Abstract

Social cloud systems, which aggregate the computing capabilities of a large pool of users, have emerged in recent years as a key solution for resource provision and sharing in large-scale online communities due to their inherent flexibility and cost-effectiveness. However, the performance and reliability of these systems depend on the users' cooperative behavior in sharing their computing capabilities. Hence, incentive mechanisms are needed to deter users from free-riding. In this paper, we first model the selfish behavior of the users supplying resources and aiming to maximize their own benefits, and compute the performance of the resulting non-cooperative equilibrium, which is highly inefficient. We then augment the existing job allocation schemes currently implemented in social cloud systems with a novel class of incentive mechanisms based on reputation-based pricing and collective punishment schemes that compel suppliers to change their selfish strategies in a manner that improves the efficiency of the system.

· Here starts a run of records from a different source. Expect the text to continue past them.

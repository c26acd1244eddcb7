//! # Error Types
//!
//! All error types for the timelock ledger controller.

use crate::config::ConfigError;
use serde::{Deserialize, Serialize};
use shared_types::entities::{Address, OperationId, U256};
use std::fmt;
use thiserror::Error;
use tl_01_operation_registry::RegistryError;

// =============================================================================
// CONTROLLER ERRORS
// =============================================================================

/// Errors returned by the ledger controller.
///
/// Every mutating entry point leaves registry, ledger and nonce untouched when
/// it returns one of these.
#[derive(Debug, Error, Clone, PartialEq, Eq)]
pub enum TimelockLedgerError {
    /// Caller does not hold the required capability.
    #[error("unauthorized caller: {caller}")]
    Unauthorized {
        /// Rejected caller.
        caller: Address,
    },

    /// Execution requested for an identifier with no record.
    #[error("unknown operation: {0}")]
    UnknownOperation(OperationId),

    /// Redeem would take the owner balance below zero.
    #[error("insufficient balance: required {required}, available {available}")]
    InsufficientBalance {
        /// Amount to burn.
        required: U256,
        /// Owner balance at execution time.
        available: U256,
    },

    /// A supply or balance computation does not fit in 256 bits.
    #[error("arithmetic overflow in {0}")]
    ArithmeticOverflow(&'static str),

    /// Lifecycle precondition failed in the registry.
    #[error(transparent)]
    Registry(#[from] RegistryError),

    /// Snapshot could not be encoded, decoded or validated.
    #[error("invalid snapshot: {0}")]
    Snapshot(String),

    /// Configuration rejected.
    #[error(transparent)]
    Config(#[from] ConfigError),
}

impl TimelockLedgerError {
    /// Flatten to the rejection taxonomy.
    ///
    /// `None` for snapshot and configuration failures, which never come out
    /// of a request/cancel/execute call.
    #[must_use]
    pub fn kind(&self) -> Option<ErrorKind> {
        let kind = match self {
            Self::Unauthorized { .. } => ErrorKind::Unauthorized,
            Self::UnknownOperation(_) => ErrorKind::UnknownOperation,
            Self::InsufficientBalance { .. } => ErrorKind::InsufficientBalance,
            Self::ArithmeticOverflow(_) => ErrorKind::ArithmeticOverflow,
            Self::Registry(err) => match err {
                RegistryError::AlreadyScheduled(_) => ErrorKind::AlreadyScheduled,
                RegistryError::InsufficientDelay { .. } => ErrorKind::InsufficientDelay,
                RegistryError::NotReady(_) => ErrorKind::NotReady,
                RegistryError::NotCancellable(_) => ErrorKind::NotCancellable,
                RegistryError::ArithmeticOverflow { .. } => ErrorKind::ArithmeticOverflow,
            },
            Self::Snapshot(_) | Self::Config(_) => return None,
        };
        Some(kind)
    }
}

// =============================================================================
// ERROR KIND
// =============================================================================

/// Flat rejection taxonomy shared by every entry point.
#[derive(Debug, Clone, Copy, PartialEq, Eq, Hash, Serialize, Deserialize)]
pub enum ErrorKind {
    /// Caller lacks the owner capability.
    Unauthorized,
    /// Identifier already has a record.
    AlreadyScheduled,
    /// Delay below the configured floor.
    InsufficientDelay,
    /// Identifier has no record.
    UnknownOperation,
    /// Not pending, or ready time not reached.
    NotReady,
    /// Only pending operations can be cancelled.
    NotCancellable,
    /// Redeem exceeds the owner balance.
    InsufficientBalance,
    /// Checked arithmetic failed.
    ArithmeticOverflow,
}

impl ErrorKind {
    /// Snake-case label, used for metric labels and log fields.
    #[must_use]
    pub const fn as_str(&self) -> &'static str {
        match self {
            Self::Unauthorized => "unauthorized",
            Self::AlreadyScheduled => "already_scheduled",
            Self::InsufficientDelay => "insufficient_delay",
            Self::UnknownOperation => "unknown_operation",
            Self::NotReady => "not_ready",
            Self::NotCancellable => "not_cancellable",
            Self::InsufficientBalance => "insufficient_balance",
            Self::ArithmeticOverflow => "arithmetic_overflow",
        }
    }
}

impl fmt::Display for ErrorKind {
    fn fmt(&self, f: &mut fmt::Formatter<'_>) -> fmt::Result {
        f.write_str(self.as_str())
    }
}

// =============================================================================
// TESTS
// =============================================================================
//! # Lifecycle Flows
//!
//! Issue, redeem and cancel end to end through `TimelockLedgerApi`.

#[cfg(test)]
mod tests {
    use rand::{rngs::StdRng, Rng, SeedableRng};

    use crate::fixtures::{owner, TestNode, MIN_DELAY};
    use shared_types::entities::{OperationId, OperationKind, U256};
    use tl_01_operation_registry::{OperationStatus, DONE_TIMESTAMP};
    use tl_02_timelock_ledger::{ErrorKind, TimelockLedgerApi, TimelockLedgerError};

    fn kind_of<T>(result: Result<T, TimelockLedgerError>) -> Option<ErrorKind> {
        result.err().and_then(|e| e.kind())
    }

    #[test]
    fn test_issue_waits_out_the_delay() {
        let node = TestNode::new();

        let id = node.service.request_issue(owner(), U256::from(100)).unwrap();
        assert_eq!(id, OperationId(0));
        assert_eq!(node.service.get_timestamp(id), MIN_DELAY);

        node.clock.set(MIN_DELAY - 1);
        assert_eq!(
            kind_of(node.service.execute_request(owner(), id)),
            Some(ErrorKind::NotReady)
        );
        assert!(node.service.total_supply().is_zero());

        node.clock.set(MIN_DELAY);
        node.service.execute_request(owner(), id).unwrap();
        assert_eq!(node.service.total_supply(), U256::from(100));
        assert_eq!(node.service.balance_of(&owner()), U256::from(100));
        assert_eq!(node.service.get_timestamp(id), DONE_TIMESTAMP);
    }

    #[test]
    fn test_issue_then_redeem_round_trip() {
        let node = TestNode::new();

        let issue = node.service.request_issue(owner(), U256::from(500)).unwrap();
        node.clock.advance(MIN_DELAY);
        node.service.execute_request(owner(), issue).unwrap();

        let redeem = node.service.request_redeem(owner(), U256::from(200)).unwrap();
        assert_eq!(redeem, OperationId(1));
        assert_eq!(node.service.get_timestamp(redeem), 2 * MIN_DELAY);

        node.clock.advance(MIN_DELAY);
        node.service.execute_request(owner(), redeem).unwrap();

        assert_eq!(node.service.total_supply(), U256::from(300));
        assert_eq!(node.service.balance_of(&owner()), U256::from(300));
    }

    #[test]
    fn test_redeem_is_checked_at_execution_not_request() {
        let node = TestNode::new();

        // Requesting more than the balance is allowed...
        let redeem = node.service.request_redeem(owner(), U256::from(50)).unwrap();
        // ...and an issue landing first can make it executable.
        let issue = node.service.request_issue(owner(), U256::from(50)).unwrap();
        node.clock.set(MIN_DELAY);

        assert_eq!(
            kind_of(node.service.execute_request(owner(), redeem)),
            Some(ErrorKind::InsufficientBalance)
        );
        node.service.execute_request(owner(), issue).unwrap();
        node.service.execute_request(owner(), redeem).unwrap();

        assert!(node.service.total_supply().is_zero());
        assert!(node.service.is_operation_done(redeem));
    }

    #[test]
    fn test_cancel_during_window() {
        let node = TestNode::builder()
            .owner_balance(U256::from(1_000))
            .build();

        let id = node.service.request_redeem(owner(), U256::from(1_000)).unwrap();
        node.clock.set(MIN_DELAY / 2);
        node.service.cancel(owner(), id).unwrap();

        node.clock.set(MIN_DELAY * 10);
        assert_eq!(
            kind_of(node.service.execute_request(owner(), id)),
            Some(ErrorKind::UnknownOperation)
        );
        assert_eq!(node.service.total_supply(), U256::from(1_000));
        assert_eq!(node.service.operation_status(id), OperationStatus::Unset);
    }

    #[test]
    fn test_cancel_after_ready_but_before_execute() {
        let node = TestNode::new();
        let id = node.service.request_issue(owner(), U256::from(1)).unwrap();
        node.clock.set(MIN_DELAY + 1);
        assert!(node.service.is_operation_ready(id));

        node.service.cancel(owner(), id).unwrap();
        assert!(!node.service.is_operation(id));
    }

    #[test]
    fn test_status_progression() {
        let node = TestNode::new();
        let id = OperationId(0);
        assert_eq!(node.service.operation_status(id), OperationStatus::Unset);

        node.service.request_issue(owner(), U256::from(1)).unwrap();
        assert_eq!(node.service.operation_status(id), OperationStatus::Pending);

        node.clock.set(MIN_DELAY);
        assert_eq!(node.service.operation_status(id), OperationStatus::Ready);

        node.service.execute_request(owner(), id).unwrap();
        assert_eq!(node.service.operation_status(id), OperationStatus::Done);
    }

    #[test]
    fn test_ids_interleave_across_kinds() {
        let node = TestNode::new();
        let ids: Vec<_> = (0u64..6)
            .map(|i| {
                if i % 2 == 0 {
                    node.service.request_issue(owner(), U256::from(i)).unwrap()
                } else {
                    node.service.request_redeem(owner(), U256::from(i)).unwrap()
                }
            })
            .collect();

        assert_eq!(ids, (0u64..6).map(OperationId).collect::<Vec<_>>());
        assert_eq!(node.service.pending_operations(), ids);
    }

    /// Random request/cancel/execute sequences against a simple model:
    /// supply always equals executed issues minus executed redeems.
    #[test]
    fn test_random_sequences_keep_supply_consistent() {
        let mut rng = StdRng::seed_from_u64(0x7157);

        for _ in 0..20 {
            let node = TestNode::new();
            let mut expected_supply = U256::zero();
            let mut known: Vec<OperationId> = Vec::new();

            for _ in 0..200 {
                match rng.gen_range(0..4) {
                    0 => {
                        let amount = U256::from(rng.gen_range(1u64..1_000));
                        known.push(node.service.request_issue(owner(), amount).unwrap());
                    }
                    1 => {
                        let amount = U256::from(rng.gen_range(1u64..1_000));
                        known.push(node.service.request_redeem(owner(), amount).unwrap());
                    }
                    2 if !known.is_empty() => {
                        let id = known[rng.gen_range(0..known.len())];
                        let pending = node.service.is_operation_pending(id);
                        assert_eq!(node.service.cancel(owner(), id).is_ok(), pending);
                    }
                    _ if !known.is_empty() => {
                        let id = known[rng.gen_range(0..known.len())];
                        let before = node.service.get_operation(id);
                        if node.service.execute_request(owner(), id).is_ok() {
                            let op = before.expect("executed op existed");
                            match op.kind {
                                OperationKind::Issue => expected_supply += op.amount,
                                OperationKind::Redeem => expected_supply -= op.amount,
                            }
                        }
                    }
                    _ => {}
                }
                node.clock.advance(rng.gen_range(0..MIN_DELAY / 2));

                assert_eq!(node.service.total_supply(), expected_supply);
                assert_eq!(node.service.balance_of(&owner()), expected_supply);
            }

            assert_eq!(node.service.next_nonce(), known.len() as u64);
        }
    }
}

We study the cloud system operator's problem of jointly optimizing the incentive mechanism and the job allocation scheme in order to find an optimal social cloud protocol which eliminates the free-riding behavior of suppliers while maximizing the social welfare of the system. We rigorously prove that, using only simple designs for both the incentive mechanism and the job allocation scheme, the resulting protocol provides significant improvements in terms of the social welfare compared to existing social cloud systems.